'Accounting firms have been doing audits for over a century, but still can’t deliver robust and honest audits.'
Prem Sikka is an Emeritus Professor of Accounting at the University of Essex and the University of Sheffield, a Labour member of the House of Lords, and Contributing Editor at Left Foot Forward.
Corruption is institutionalised in the UK. The finance industry routinely fleeces people by mis-selling financial products, money laundering and forging customer signatures. The corporate sector has its own private police force in the form of auditing firms who supposedly act as watchdogs highlighting financial irregularities. Accounting firms don’t bite the hand that feeds them and it is hard to recall any malpractices exposed by them. Even worse, they themselves engage in frauds and irregular practices.
Big accounting firms dominate the state guaranteed markets of external auditing and insolvency. Fees are guaranteed even though the regulator, the Financial Reporting Council (FRC), says that 29% of the audits delivered by the seven largest audit firms – BDO, Deloitte, Ernst & Young (EY), Grant Thornton, KPMG, Mazars and PricewaterhouseCoopers (PwC) – fail to meet the basic standards.
Accounting firms have been doing audits for over a century, but still can’t deliver robust and honest audits. Accounting scandals at BHS, Carillion, Thomas Cook, Patisserie Valerie, London Capital and Finance, Quindell, Autonomy, Rolls Royce, BT and Tesco provide a glimpse of audit failures. Puny regulatory fines have emboldened the firms.
Following the January 2018 collapse of Carillion, a parliamentary report highlighted KPMG’s audit failures and also criticised PwC, Deloitte and Ernst & Young who acted as advisers to the company. Together, they collected nearly £72m in fees. A detailed investigation was promised by the FRC and a report is yet to be published.
For audit quality assessments, the FRC inspectors also examine a sample of audits conducted by the firms. They had chosen to examine the 2014 and 2016 audit files relating to Carillion. KPMG has now admitted that it supplied forged documents to the FRC audit quality inspectors for the 2016 audit of Carillion. These included false spreadsheets and minutes of meetings, fabricated months after the audits. A junior member of the staff is being blamed by KPMG partners, which raises further questions about the supervision of staff, reviews by partners, prevalence of irregular practices and corrosive organisational culture.

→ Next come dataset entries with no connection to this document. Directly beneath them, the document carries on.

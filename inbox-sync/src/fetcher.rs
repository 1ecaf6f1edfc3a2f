//! Paginated message fetcher.
//!
//! Resolves the Graph-side conversation id, then walks the message list
//! following the `after` cursor, stopping at [`MAX_PAGES`]. Any remote failure
//! aborts the whole fetch; partial pages are not persisted.

use std::sync::Arc;

use facebook_graph::{GraphApi, GraphApiError, RemoteMessage, MAX_PAGES};
use inbox_core::{RemoteErrorKind, Result, SyncContext, SyncError};
use tracing::info;

pub struct MessageFetcher {
    api: Arc<dyn GraphApi>,
}

impl MessageFetcher {
    pub fn new(api: Arc<dyn GraphApi>) -> Self {
        Self { api }
    }

    /// All records for the context's conversation, newest page first as Graph
    /// returns them.
    pub async fn fetch(&self, ctx: &SyncContext) -> Result<Vec<RemoteMessage>> {
        let graph_conversation_id = self
            .api
            .find_conversation(&ctx.page_id, &ctx.customer_psid, &ctx.access_token)
            .await
            .map_err(map_graph_error)?
            .ok_or(SyncError::RemoteConversationNotFound)?;

        let mut records: Vec<RemoteMessage> = Vec::new();
        let mut cursor: Option<String> = None;
        let mut pages_fetched = 0;

        while pages_fetched < MAX_PAGES {
            let page = self
                .api
                .list_messages(&graph_conversation_id, &ctx.access_token, cursor.as_deref())
                .await
                .map_err(map_graph_error)?;
            pages_fetched += 1;

            let next = page.next_cursor().map(|c| c.to_string());
            records.extend(page.data);

            match next {
                Some(next_cursor) => cursor = Some(next_cursor),
                None => break,
            }
        }

        if records.is_empty() {
            return Err(SyncError::NoMessagesFound);
        }

        info!(
            conversation = %graph_conversation_id,
            pages = pages_fetched,
            total = records.len(),
            "Fetched remote messages"
        );
        Ok(records)
    }
}

/// Carries the Graph error taxonomy into [`SyncError`] so the HTTP boundary
/// can echo Facebook's own code/type.
pub(crate) fn map_graph_error(err: GraphApiError) -> SyncError {
    let kind = match &err {
        GraphApiError::Permission { .. } => RemoteErrorKind::Permission,
        GraphApiError::NotFound { .. } => RemoteErrorKind::NotFound,
        GraphApiError::Api { .. } | GraphApiError::Transport(_) => RemoteErrorKind::Other,
    };
    SyncError::RemoteApi {
        kind,
        message: err.message(),
        code: err.code(),
        error_type: err.error_type(),
    }
}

KPMG is no stranger to irregular practices. In August 2021, the firm was fined £13m. Its insolvency partner pushed Silentnight, which was a client of the accountancy firm, towards insolvency, so that the private equity group HIG, the client that it really wanted to cultivate, could buy the business out of administration by dumping the defined-benefit pension scheme for Silentnight’s 1,200 staff. KPMG’s partner lied to the Pensions Regulator and to the Pension Protection Fund. The fine swelled the coffers of the Institute of Chartered Accountants in England and Wales, which authorised the cheating, lying partner.
Back in 2005, the US authorities fined KPMG $456m after the firm admitted “criminal wrongdoing” for enabling its clients to evade taxes. At the time it was the largest criminal tax case ever filed in the US. A number of the firm’s personnel went to prison, but with the help of its political friends it remained in business.

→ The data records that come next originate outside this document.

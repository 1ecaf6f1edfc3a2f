//! Message record model for persistence.
//!
//! Maps to the `messages` table and is used by MessageRepository.

use chrono::{DateTime, Utc};
use serde::{Deserialize, Serialize};
use uuid::Uuid;

#[derive(Debug, Clone, Serialize, Deserialize, sqlx::FromRow)]
pub struct MessageRecord {
    pub id: String,
    pub conversation_id: String,
    /// Coarse type column: "TEXT", "IMAGE", or "FILE".
    pub kind: String,
    pub content: String,
    pub is_from_customer: bool,
    pub is_read: bool,
    /// The messaging platform's own message id. Nullable: live messages
    /// written by the app have none. Unique per conversation when present.
    pub remote_id: Option<String>,
    /// Serialized JSON metadata bag.
    pub metadata: Option<String>,
    pub created_at: DateTime<Utc>,
    pub updated_at: DateTime<Utc>,
}

impl MessageRecord {
    /// Creates a record with a generated UUID and current timestamps.
    #[allow(clippy::too_many_arguments)]
    pub fn new(
        conversation_id: String,
        kind: String,
        content: String,
        is_from_customer: bool,
        remote_id: Option<String>,
        metadata: Option<String>,
    ) -> Self {
        let now = Utc::now();
        Self {
            id: Uuid::new_v4().to_string(),
            conversation_id,
            kind,
            content,
            is_from_customer,
            is_read: false,
            remote_id,
            metadata,
            created_at: now,
            updated_at: now,
        }
    }
}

The US revelations did not persuade the UK to investigate the firm or the tax avoidance industry. In sharp contrast, it bestows royal honours upon partners of KPMG and other big accounting firms. In 2012, KPMG’s tax partner became chairman of HMRC, the UK’s tax authority.

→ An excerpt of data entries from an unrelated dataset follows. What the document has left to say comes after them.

//! Configuration for the placer module.

use serde::{Deserialize, Serialize};
use std::path::PathBuf;

/// Configuration for the file system placer.
#[derive(Debug, Clone, Serialize, Deserialize)]
pub struct PlacerConfig {
    /// Buffer size for file copies in bytes.
    #[serde(default = "default_buffer_size")]
    pub buffer_size: usize,

    /// Whether to use atomic moves when possible.
    #[serde(default = "default_true")]
    pub prefer_atomic_moves: bool,

    /// Whether to verify checksums after copying.
    #[serde(default)]
    pub verify_checksums: bool,

    /// Whether to clean up source files after placement.
    #[serde(default)]
    pub cleanup_sources: bool,

    /// Whether to create directories with intermediate paths.
    #[serde(default = "default_true")]
    pub create_parents: bool,

    /// Maximum parallel file operations.
    #[serde(default = "default_max_parallel")]
    pub max_parallel_operations: usize,

    /// Permissions for created directories (Unix only, octal).
    #[serde(default = "default_dir_mode")]
    pub directory_mode: u32,

    /// Backup directory for replaced files (optional).
    #[serde(skip_serializing_if = "Option::is_none")]
    pub backup_dir: Option<PathBuf>,
}

fn default_buffer_size() -> usize {
    8 * 1024 * 1024 // 8 MB
}

fn default_true() -> bool {
    true
}

fn default_max_parallel() -> usize {
    4
}

fn default_dir_mode() -> u32 {
    0o755
}

impl Default for PlacerConfig {
    fn default() -> Self {
        Self {
            buffer_size: default_buffer_size(),
            prefer_atomic_moves: true,
            verify_checksums: false,
            cleanup_sources: false,
            create_parents: true,
            max_parallel_operations: default_max_parallel(),
            directory_mode: default_dir_mode(),
            backup_dir: None,
        }
    }
}

impl PlacerConfig {
    /// Creates a new config with atomic moves enabled.
    pub fn with_atomic_moves(mut self, enabled: bool) -> Self {
        self.prefer_atomic_moves = enabled;
        self
    }

    /// Enables checksum verification.
    pub fn with_checksum_verification(mut self, enabled: bool) -> Self {
        self.verify_checksums = enabled;
        self
    }

    /// Enables source cleanup.
    pub fn with_cleanup(mut self, enabled: bool) -> Self {
        self.cleanup_sources = enabled;
        self
    }

    /// Sets the buffer size for copies.
    pub fn with_buffer_size(mut self, size: usize) -> Self {
        self.buffer_size = size;
        self
    }

    /// Sets the backup directory.
    pub fn with_backup_dir(mut self, path: PathBuf) -> Self {
        self.backup_dir = Some(path);
        self
    }
}

#[cfg(test)]
mod tests {
    use super::*;

    #[test]
    fn test_default_config() {
        let config = PlacerConfig::default();
        assert_eq!(config.buffer_size, 8 * 1024 * 1024);
        assert!(config.prefer_atomic_moves);
        assert!(!config.verify_checksums);
        assert!(config.create_parents);
    }

    #[test]
    fn test_config_builder() {
        let config = PlacerConfig::default()
            .with_atomic_moves(false)
            .with_checksum_verification(true)
            .with_cleanup(true)
            .with_buffer_size(1024 * 1024);

        assert!(!config.prefer_atomic_moves);
        assert!(config.verify_checksums);
        assert!(config.cleanup_sources);
        assert_eq!(config.buffer_size, 1024 * 1024);
    }
}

KPMG is not alone in nefarious practices. Following a parliamentary inquiry into the collapse of BHS and audit failures, the FRC examined audits conducted by PwC. its report noted that for the final audit of BHS, the audit partner spent only two hours on the job. For all practical purposes, the audit team was led by a junior person with only one-year’s post qualification experience. Most parts of the financial statements were not properly audited. To appease BHS directors, the audit partner also backdated the audit reports.
Audits have become worthless as falsification of audit work is normalised. Audit firms expect staff to do the work in less and less time. The staff respond to tight time budgets by falsifying audit work i.e. claim that the required work has been done when that is not the case.
The hand of big accounting firms is all too visible in tax dodges exposed by Paradise papers, Panama papers, Luxembourg papers and numerous other leaks. Yet there is no regulatory inquiry. Numerous court cases have stated that the tax avoidance schemes marketed by big UK-based accounting firms were unlawful. Yet none of the big firms are investigated, prosecuted or fined. Big firms continue to receive government contracts and advise government departments.
Big accounting firms are a major site of contemporary corruption. They plunder the public purse and face no retribution. Current forms audits by accounting firms produce comfort but deliver little of any value. Too many accounting firms engage in fraudulent and irregular practices to enrich their partners. Their power must be curtailed. They need to be broken-up. Their partners need to be made personally liable for the harms they inflict. Therefore, the liability protections given to them by limited liability partnerships (LLP) law must be withdrawn. Audits of major corporations must be conducted by an independent state body. Audit files need to be publicly available.